## What you should do
Return all lines from the entries below in which the word "impl" is present.
■ ■ ■
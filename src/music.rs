use std::time::Duration;

use chrono::{DateTime, Utc};
use reqwest::Client;
use serde::Deserialize;
use sqlx::PgPool;
use tracing::{debug, warn};

use crate::db;
use crate::emotion::Emotion;
use crate::error::RemoteError;
use crate::models::{CachedTracks, Track};

#[derive(Debug, Clone, Copy, PartialEq, Eq)]
pub enum TrackSource {
    Cache,
    Catalog,
    Fallback,
}

impl TrackSource {
    /// Built-in picks carry made-up ids and are never persisted.
    pub fn is_catalog_data(self) -> bool {
        self != TrackSource::Fallback
    }
}

#[derive(Debug, Clone)]
pub struct Recommendation {
    pub tracks: Vec<Track>,
    pub source: TrackSource,
}

/// Tracks from a cached search when it is still fresh and asked for at
/// least `limit` results; `None` means the catalog has to be queried.
pub fn cached_selection(
    cached: Option<&CachedTracks>,
    now: DateTime<Utc>,
    ttl: Duration,
    limit: usize,
    refresh: bool,
) -> Option<Vec<Track>> {
    if refresh {
        return None;
    }
    let cached = cached?;
    let age = now.signed_duration_since(cached.fetched_at).to_std().ok()?;
    if age >= ttl || cached.requested_limit < limit {
        return None;
    }
    Some(cached.tracks.iter().take(limit).cloned().collect())
}

#[derive(Deserialize)]
struct SearchResponse {
    #[serde(default)]
    results: Vec<Track>,
}

pub struct MusicCatalog {
    client: Client,
    base_url: String,
    ttl: Duration,
}

impl MusicCatalog {
    pub fn new(client: Client, base_url: &str, ttl: Duration) -> Self {
        Self {
            client,
            base_url: base_url.trim_end_matches('/').to_string(),
            ttl,
        }
    }

    pub async fn search(&self, emotion: Emotion, limit: usize) -> Result<Vec<Track>, RemoteError> {
        let limit = limit.to_string();
        let response = self
            .client
            .get(format!("{}/search", self.base_url))
            .query(&[
                ("term", emotion.search_term()),
                ("media", "music"),
                ("entity", "song"),
                ("country", "KR"),
                ("limit", limit.as_str()),
            ])
            .send()
            .await?;

        if !response.status().is_success() {
            return Err(RemoteError::Status {
                service: "music catalog",
                status: response.status(),
            });
        }

        let body = response.text().await?;
        parse_search(&body)
    }

    /// Serves from the `track_cache` table when a pool is given and the
    /// entry is fresh, otherwise searches the catalog and stores non-empty
    /// results. Empty or failed searches fall back to the built-in list.
    pub async fn recommend(
        &self,
        pool: Option<&PgPool>,
        emotion: Emotion,
        limit: usize,
        refresh: bool,
    ) -> anyhow::Result<Recommendation> {
        if let Some(pool) = pool {
            let cached = db::load_cached_tracks(pool, emotion).await?;
            if let Some(tracks) =
                cached_selection(cached.as_ref(), Utc::now(), self.ttl, limit, refresh)
            {
                debug!("music cache hit for {emotion}");
                return Ok(Recommendation {
                    tracks,
                    source: TrackSource::Cache,
                });
            }
        }

        let tracks = match self.search(emotion, limit).await {
            Ok(tracks) if !tracks.is_empty() => tracks,
            Ok(_) => {
                warn!("music catalog returned no tracks for {emotion}, using built-in list");
                return Ok(fallback_recommendation(emotion));
            }
            Err(e) => {
                warn!("music catalog search failed for {emotion}: {e}, using built-in list");
                return Ok(fallback_recommendation(emotion));
            }
        };

        if let Some(pool) = pool {
            db::store_cached_tracks(pool, emotion, limit, &tracks).await?;
        }

        Ok(Recommendation {
            tracks,
            source: TrackSource::Catalog,
        })
    }
}

fn parse_search(body: &str) -> Result<Vec<Track>, RemoteError> {
    serde_json::from_str::<SearchResponse>(body)
        .map(|response| response.results)
        .map_err(|e| RemoteError::MalformedPayload(e.to_string()))
}

fn fallback_recommendation(emotion: Emotion) -> Recommendation {
    Recommendation {
        tracks: fallback_tracks(emotion),
        source: TrackSource::Fallback,
    }
}

pub fn fallback_tracks(emotion: Emotion) -> Vec<Track> {
    let picks: &[(i64, &str, &str)] = match emotion {
        Emotion::Happy => &[(1, "좋은 날", "아이유"), (2, "Dynamite", "BTS")],
        Emotion::Sad => &[(3, "눈의 꽃", "박효신"), (4, "사랑했지만", "김광석")],
        Emotion::Stressed => &[(5, "걱정말아요 그대", "이적"), (6, "Weightless", "Marconi Union")],
        Emotion::Excited => &[(7, "봄날", "BTS"), (8, "썸", "소유, 정기고")],
        Emotion::Calm => &[(9, "밤편지", "아이유"), (10, "Clair de Lune", "Claude Debussy")],
        Emotion::Exhausted => &[(11, "수고했어, 오늘도", "옥상달빛"), (12, "위로", "권진아")],
    };

    picks
        .iter()
        .map(|(id, name, artist)| Track {
            track_id: *id,
            track_name: name.to_string(),
            artist_name: artist.to_string(),
            collection_name: None,
            artwork_url100: None,
            preview_url: None,
            track_view_url: None,
            primary_genre_name: Some("Pop".to_string()),
            track_time_millis: None,
        })
        .collect()
}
■ ■ ■
## Answer for the task
impl TrackSource {
impl MusicCatalog {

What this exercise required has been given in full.